Dentro del marxismo, Gramsci fue un pionero en el análisis
de la cultura y la importancia de los intelectuales en la sociedad. El pensador
sardo consideraba que la cultura no se asociaba al saber enciclopédico, donde
el hombre no es más que un recipiente que acumula datos para almacenarlos en el
cerebro y posteriormente utilizarlos para responder a los estímulos del mundo
exterior. Esta forma de concebir la cultura, a través de la acumulación de
datos y fechas en la memoria, sólo sirve para asumir una postura superior al
resto de la humanidad y levantar una barrera entre sí mismo y los demás.
En todo este proceso, la sociedad civil y sociedad política
juegan un papel fundamental. La primera se relaciona con aquellos aparatos
privados de hegemonía; es decir, presuponen de sus miembros una adhesión
voluntaria contractual. Son privados, ya que, con su acción, tienen un
innegable papel en las relaciones de poder, en la determinación del modo
mediante el cual se constituye la esfera pública de la sociedad. De esta forma,
el Estado aparece dotado de la dimensión del consenso. En consecuencia, la
división que se realiza entre sociedad política (el Estado) y sociedad civil
(aparatos privados), tiene un carácter básicamente metodológico, ya que la
sociedad civil forma la base de la sociedad política con la que está
indisolublemente ligada y sirve precisamente para articular y transmitir la
ideología dominante.
Otra de las contribuciones de Gramsci, fue su análisis de la
crisis hegemónica. Hegemonía entendida como la dirección política e ideológica
de un sector sobre otro, la cual conlleva una distribución del poder, jerarquía
e influencia; en el fondo, la habilidad que tiene o dispone una clase, grupo o
sector para asegurar la adhesión y el consentimiento libre de las masas.

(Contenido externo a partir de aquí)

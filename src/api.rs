//! HTTP endpoints
//!
//! | Path               | Operation        | Success                                 |
//! |--------------------|------------------|-----------------------------------------|
//! | `/api/location`    | create location  | 201 `{message}`                         |
//! | `/api/polling`     | update location  | 200 `{message}`                         |
//! | `/api/getlocation` | read location    | 200 `{latitude, longitude, timestamp}`  |
//!
//! Failures carry `{error}` with status 400, 404 or 500.

mod error;

use std::sync::Arc;

use axum::{
    body::Bytes,
    extract::State,
    http::StatusCode,
    routing::{get, post},
    Json, Router,
};
use serde::de::DeserializeOwned;
use tower_http::{cors::CorsLayer, trace::TraceLayer};
use tracing::{debug, info};

use crate::{
    database::LocationStore,
    models::{
        self, LocationPayload, LocationReading, MessageResponse, NewLocation, RoomCodePayload,
    },
};

pub use error::ApiError;

pub const CREATE_PATH: &str = "/api/location";
pub const UPDATE_PATH: &str = "/api/polling";
pub const READ_PATH: &str = "/api/getlocation";

const LOCATION_REQUIRED: &str = "Room code, latitude, and longitude are required.";
const ROOM_CODE_REQUIRED: &str = "Room code is required.";
const SAVE_FAILED: &str = "Failed to save location. Please try again.";
const UPDATE_FAILED: &str = "Failed to update location. Please try again.";
const FETCH_FAILED: &str = "Failed to fetch location. Please try again.";

/// State shared by every handler
#[derive(Clone)]
pub struct AppState {
    pub store: Arc<dyn LocationStore>,
}

impl AppState {
    pub fn new(store: Arc<dyn LocationStore>) -> Self {
        Self { store }
    }
}

pub fn router(state: AppState) -> Router {
    Router::new()
        .route(CREATE_PATH, post(create_location))
        .route(UPDATE_PATH, post(update_location))
        .route(READ_PATH, post(read_location))
        .route("/health", get(health))
        .layer(TraceLayer::new_for_http())
        .layer(CorsLayer::permissive())
        .with_state(state)
}

/// Bodies are parsed by hand so that malformed JSON and missing fields
/// share the endpoint's validation message.
fn parse_body<T: DeserializeOwned>(body: &Bytes, message: &'static str) -> Result<T, ApiError> {
    serde_json::from_slice(body).map_err(|e| {
        debug!("Rejecting request body: {}", e);
        ApiError::Validation(message)
    })
}

pub async fn create_location(
    State(state): State<AppState>,
    body: Bytes,
) -> Result<(StatusCode, Json<MessageResponse>), ApiError> {
    let (room_code, coordinates) = parse_body::<LocationPayload>(&body, LOCATION_REQUIRED)?
        .into_parts()
        .ok_or(ApiError::Validation(LOCATION_REQUIRED))?;

    let record = state
        .store
        .insert(NewLocation::now(room_code, coordinates))
        .await
        .map_err(ApiError::internal(SAVE_FAILED))?;
    info!(room_code = %record.room_code, id = record.id, "Location saved");

    Ok((
        StatusCode::CREATED,
        Json(MessageResponse::new("Location saved successfully.")),
    ))
}

/// Overwrites the first record found for the room code, which is not
/// necessarily the one `read_location` returns.
pub async fn update_location(
    State(state): State<AppState>,
    body: Bytes,
) -> Result<Json<MessageResponse>, ApiError> {
    let (room_code, coordinates) = parse_body::<LocationPayload>(&body, LOCATION_REQUIRED)?
        .into_parts()
        .ok_or(ApiError::Validation(LOCATION_REQUIRED))?;

    let mut record = state
        .store
        .find_any(&room_code)
        .await
        .map_err(ApiError::internal(UPDATE_FAILED))?
        .ok_or(ApiError::NotFound)?;

    record.relocate(coordinates, models::now());
    state
        .store
        .save(&record)
        .await
        .map_err(ApiError::internal(UPDATE_FAILED))?;
    debug!(room_code = %record.room_code, id = record.id, "Location updated");

    Ok(Json(MessageResponse::new("Location updated successfully.")))
}

pub async fn read_location(
    State(state): State<AppState>,
    body: Bytes,
) -> Result<Json<LocationReading>, ApiError> {
    let room_code = parse_body::<RoomCodePayload>(&body, ROOM_CODE_REQUIRED)?
        .into_room_code()
        .ok_or(ApiError::Validation(ROOM_CODE_REQUIRED))?;

    let record = state
        .store
        .find_newest(&room_code)
        .await
        .map_err(ApiError::internal(FETCH_FAILED))?
        .ok_or(ApiError::NotFound)?;

    Ok(Json(record.reading()))
}

async fn health() -> &'static str {
    "ok"
}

En el caso de la crisis hegemónica, esta implica que las
clases dominantes han perdido la dirección y el consenso social, produciendo
una separación entre sociedad civil y política, con lo cual se refuerza el rol
coercitivo del Estado. En uno de los pasajes de los Cuadernos de la Cárcel señala que la crisis no tiene un comienzo,
origen único, una sola causa (económica, por ejemplo), sino manifestaciones que
obedecen a un proceso social complejo con varias expresiones, donde se
intensifican cuantitativamente algunos elementos y fenómenos, mientras que
otros se han vuelto ineficaces o han muerto. Si bien en cada país el proceso es
distinto, una crisis hegemónica se expresa en el distanciamiento de los grupos
sociales con sus partidos y dirigentes. “Sus prédicas son cosas extrañas a la
realidad, pura forma sin contenido”. Asimismo, la clase dominante ha perdido el
consenso de los grupos subalternos, y estos han pasado de la pasividad política
a una determinada actividad (inorgánica) para plantear sus reivindicaciones.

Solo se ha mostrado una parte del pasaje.